● **Recorded data**
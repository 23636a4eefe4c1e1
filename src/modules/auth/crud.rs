use chrono::Utc;

use super::model::{NewUser, User};
use crate::config::DbPool;
use crate::error::{AppError, AppResult};
use crate::services::hashing;

pub struct UserCrud {
    pool: DbPool,
}

impl UserCrud {
    pub fn new(pool: DbPool) -> Self {
        Self { pool }
    }

    /// Inserts the account; a taken username or email is a `Conflict`.
    pub async fn create(&self, user: NewUser) -> AppResult<User> {
        let created_at = Utc::now();

        let result = sqlx::query(
            r#"
            INSERT INTO users (username, email, password_hash, name, age, nationality, created_at)
            VALUES (?, ?, ?, ?, ?, ?, ?)
            "#,
        )
        .bind(&user.username)
        .bind(&user.email)
        .bind(&user.password_hash)
        .bind(&user.name)
        .bind(user.age)
        .bind(&user.nationality)
        .bind(created_at)
        .execute(&self.pool)
        .await
        .map_err(|e| AppError::on_duplicate(e, "username or email already registered"))?;

        Ok(User {
            id: result.last_insert_rowid(),
            username: user.username,
            email: user.email,
            password_hash: user.password_hash,
            name: user.name,
            age: user.age,
            nationality: user.nationality,
            created_at,
        })
    }

    pub async fn find_by_id(&self, id: i64) -> AppResult<Option<User>> {
        let user = sqlx::query_as::<_, User>("SELECT * FROM users WHERE id = ?")
            .bind(id)
            .fetch_optional(&self.pool)
            .await?;
        Ok(user)
    }

    pub async fn find_by_username(&self, username: &str) -> AppResult<Option<User>> {
        let user = sqlx::query_as::<_, User>("SELECT * FROM users WHERE username = ?")
            .bind(username)
            .fetch_optional(&self.pool)
            .await?;
        Ok(user)
    }

    /// Returns the user only when the password matches.
    pub async fn authenticate(&self, username: &str, password: &str) -> AppResult<User> {
        let user = self
            .find_by_username(username.trim())
            .await?
            .ok_or_else(invalid_credentials)?;

        if !hashing::verify_password(password, &user.password_hash) {
            return Err(invalid_credentials());
        }

        Ok(user)
    }
}

fn invalid_credentials() -> AppError {
    AppError::Unauthenticated("incorrect username or password".to_string())
}
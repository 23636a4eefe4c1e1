use axum::{
    routing::{delete, get, post},
    Router,
};
use std::sync::Arc;

use super::controller;
use crate::AppState;

pub fn reaction_routes() -> Router<Arc<AppState>> {
    Router::new()
        .route("/", post(controller::react))
        .route("/blogs/{id}", get(controller::blog_summary))
        .route("/comments/{id}", get(controller::comment_summary))
        .route("/{id}", delete(controller::delete_reaction))
}
use chrono::Utc;

use super::model::{Share, ShareKind};
use crate::config::DbPool;
use crate::error::AppResult;
use crate::modules::common::{PageQuery, Paginated};

pub struct ShareCrud {
    pool: DbPool,
}

impl ShareCrud {
    pub fn new(pool: DbPool) -> Self {
        Self { pool }
    }

    /// Records the share and bumps the blog's `share_count`; `None` when the blog is missing.
    pub async fn create(
        &self,
        user_id: i64,
        blog_id: i64,
        content: &str,
        kind: Option<ShareKind>,
    ) -> AppResult<Option<Share>> {
        let mut tx = self.pool.begin().await?;

        let bumped = sqlx::query("UPDATE blogs SET share_count = share_count + 1 WHERE id = ?")
            .bind(blog_id)
            .execute(&mut *tx)
            .await?;
        if bumped.rows_affected() == 0 {
            return Ok(None);
        }

        let shared_at = Utc::now();
        let kind = kind.map(|k| k.as_str().to_string());
        let result = sqlx::query(
            "INSERT INTO shares (user_id, blog_id, content, kind, shared_at) VALUES (?, ?, ?, ?, ?)",
        )
        .bind(user_id)
        .bind(blog_id)
        .bind(content)
        .bind(&kind)
        .bind(shared_at)
        .execute(&mut *tx)
        .await?;

        tx.commit().await?;

        Ok(Some(Share {
            id: result.last_insert_rowid(),
            user_id,
            blog_id,
            content: content.to_string(),
            kind,
            shared_at,
        }))
    }

    pub async fn find(&self, user_id: i64, id: i64) -> AppResult<Option<Share>> {
        let share = sqlx::query_as::<_, Share>("SELECT * FROM shares WHERE id = ? AND user_id = ?")
            .bind(id)
            .bind(user_id)
            .fetch_optional(&self.pool)
            .await?;
        Ok(share)
    }

    pub async fn list(&self, user_id: i64, page: PageQuery) -> AppResult<Paginated<Share>> {
        let shares = sqlx::query_as::<_, Share>(
            "SELECT * FROM shares WHERE user_id = ? ORDER BY shared_at DESC, id DESC LIMIT ? OFFSET ?",
        )
        .bind(user_id)
        .bind(page.limit)
        .bind(page.offset())
        .fetch_all(&self.pool)
        .await?;

        let (total,): (i64,) = sqlx::query_as("SELECT COUNT(*) FROM shares WHERE user_id = ?")
            .bind(user_id)
            .fetch_one(&self.pool)
            .await?;

        Ok(Paginated::new(shares, page, total))
    }

    pub async fn delete(&self, user_id: i64, id: i64) -> AppResult<bool> {
        let mut tx = self.pool.begin().await?;

        let blog: Option<(i64,)> =
            sqlx::query_as("DELETE FROM shares WHERE id = ? AND user_id = ? RETURNING blog_id")
                .bind(id)
                .bind(user_id)
                .fetch_optional(&mut *tx)
                .await?;
        let Some((blog_id,)) = blog else {
            return Ok(false);
        };

        sqlx::query("UPDATE blogs SET share_count = MAX(share_count - 1, 0) WHERE id = ?")
            .bind(blog_id)
            .execute(&mut *tx)
            .await?;

        tx.commit().await?;
        Ok(true)
    }

    pub async fn delete_all(&self, user_id: i64) -> AppResult<u64> {
        let mut tx = self.pool.begin().await?;

        sqlx::query(
            r#"
            UPDATE blogs
            SET share_count = MAX(
                share_count - (SELECT COUNT(*) FROM shares s WHERE s.blog_id = blogs.id AND s.user_id = ?),
                0
            )
            WHERE id IN (SELECT blog_id FROM shares WHERE user_id = ?)
            "#,
        )
        .bind(user_id)
        .bind(user_id)
        .execute(&mut *tx)
        .await?;

        let result = sqlx::query("DELETE FROM shares WHERE user_id = ?")
            .bind(user_id)
            .execute(&mut *tx)
            .await?;

        tx.commit().await?;
        Ok(result.rows_affected())
    }
}
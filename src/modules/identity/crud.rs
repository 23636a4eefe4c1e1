use chrono::Utc;

use super::model::{Developer, Mathematician};
use crate::config::DbPool;
use crate::error::{AppError, AppResult};
use crate::services::hashing;

pub struct IdentityCrud {
    pool: DbPool,
}

impl IdentityCrud {
    pub fn new(pool: DbPool) -> Self {
        Self { pool }
    }

    // =========================================================================
    // MATHEMATICIANS
    // =========================================================================

    pub async fn create_mathematician(&self, name: &str, secret: &str) -> AppResult<Mathematician> {
        let secret_hash = hashing::hash_secret(secret)?;
        let created_at = Utc::now();

        let result = sqlx::query(
            "INSERT INTO mathematicians (name, secret_hash, created_at) VALUES (?, ?, ?)",
        )
        .bind(name)
        .bind(&secret_hash)
        .bind(created_at)
        .execute(&self.pool)
        .await
        .map_err(|e| AppError::on_duplicate(e, "mathematician already registered"))?;

        Ok(Mathematician {
            id: result.last_insert_rowid(),
            name: name.to_string(),
            secret_hash,
            created_at,
        })
    }

    pub async fn authenticate_mathematician(&self, name: &str, secret: &str) -> AppResult<Mathematician> {
        let found = sqlx::query_as::<_, Mathematician>("SELECT * FROM mathematicians WHERE name = ?")
            .bind(name)
            .fetch_optional(&self.pool)
            .await?;

        match found {
            Some(m) if hashing::verify_secret(secret, &m.secret_hash) => Ok(m),
            _ => Err(AppError::Unauthenticated("incorrect name or secret".to_string())),
        }
    }

    // =========================================================================
    // DEVELOPERS
    // =========================================================================

    pub async fn create_developer(&self, name: &str, code: u32) -> AppResult<Developer> {
        let code_hash = hashing::hash_code(code)?;
        let created_at = Utc::now();

        let result = sqlx::query(
            "INSERT INTO developers (name, code_hash, created_at) VALUES (?, ?, ?)",
        )
        .bind(name)
        .bind(&code_hash)
        .bind(created_at)
        .execute(&self.pool)
        .await
        .map_err(|e| AppError::on_duplicate(e, "developer already registered"))?;

        Ok(Developer {
            id: result.last_insert_rowid(),
            name: name.to_string(),
            code_hash,
            created_at,
        })
    }

    pub async fn authenticate_developer(&self, name: &str, code: u32) -> AppResult<Developer> {
        let found = sqlx::query_as::<_, Developer>("SELECT * FROM developers WHERE name = ?")
            .bind(name)
            .fetch_optional(&self.pool)
            .await?;

        match found {
            Some(d) if hashing::verify_code(code, &d.code_hash) => Ok(d),
            _ => Err(AppError::Unauthenticated("incorrect name or code".to_string())),
        }
    }
}
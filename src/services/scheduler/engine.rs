use chrono::{DateTime, Utc};
use std::sync::Arc;
use std::time::Duration;

use super::jobs::{expire_overdue_tasks, mark_accomplished_tasks};
use crate::config::DbPool;
use crate::services::metrics::{MetricsRegistry, MetricsTimer, SchedulerMetricsCollector};
use crate::services::notification::NotificationDispatcher;

const EXPIRE_JOB: &str = "expire";
const ACCOMPLISH_JOB: &str = "accomplish";

/// Transitions applied by one scheduler tick. A failed job reports `None`.
#[derive(Debug, Clone, Copy, PartialEq, Eq)]
pub struct RunReport {
    pub expired: Option<u64>,
    pub accomplished: Option<u64>,
}

pub struct TaskScheduler {
    db: DbPool,
    notifier: NotificationDispatcher,
    period: Duration,
    metrics: SchedulerMetricsCollector,
}

impl TaskScheduler {
    pub fn new(
        db: DbPool,
        notifier: NotificationDispatcher,
        period: Duration,
        metrics: Arc<MetricsRegistry>,
    ) -> Self {
        Self {
            db,
            notifier,
            period,
            metrics: SchedulerMetricsCollector::new(metrics),
        }
    }

    /// Start the background loop; ticks until the runtime shuts down.
    pub async fn run(&self) {
        let mut interval = tokio::time::interval(self.period);
        interval.set_missed_tick_behavior(tokio::time::MissedTickBehavior::Skip);
        tracing::info!(period_secs = self.period.as_secs(), "task scheduler started");

        loop {
            interval.tick().await;
            self.run_once(Utc::now()).await;
        }
    }

    /// Runs both jobs against `now`. Job failures are logged and counted, never propagated.
    pub async fn run_once(&self, now: DateTime<Utc>) -> RunReport {
        let timer = MetricsTimer::new();
        let expired = self
            .record(EXPIRE_JOB, expire_overdue_tasks(&self.db, &self.notifier, now).await, &timer);

        let timer = MetricsTimer::new();
        let accomplished = self.record(
            ACCOMPLISH_JOB,
            mark_accomplished_tasks(&self.db, &self.notifier, now).await,
            &timer,
        );

        RunReport {
            expired,
            accomplished,
        }
    }

    fn record(&self, job: &str, outcome: Result<u64, sqlx::Error>, timer: &MetricsTimer) -> Option<u64> {
        match outcome {
            Ok(count) => {
                self.metrics.record_run(job, count, timer.elapsed_secs());
                if count > 0 {
                    tracing::info!(job, transitioned = count, "scheduler job finished");
                } else {
                    tracing::debug!(job, "scheduler job found nothing to do");
                }
                Some(count)
            }
            Err(e) => {
                self.metrics.record_failure(job);
                tracing::error!(job, "scheduler job rolled back: {}", e);
                None
            }
        }
    }
}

● **Required action**
For this listing, copy out every line that includes the word "tracing".

● **Response below**
        tracing::info!(period_secs = self.period.as_secs(), "task scheduler started");
                    tracing::info!(job, transitioned = count, "scheduler job finished");
                    tracing::debug!(job, "scheduler job found nothing to do");
                tracing::error!(job, "scheduler job rolled back: {}", e);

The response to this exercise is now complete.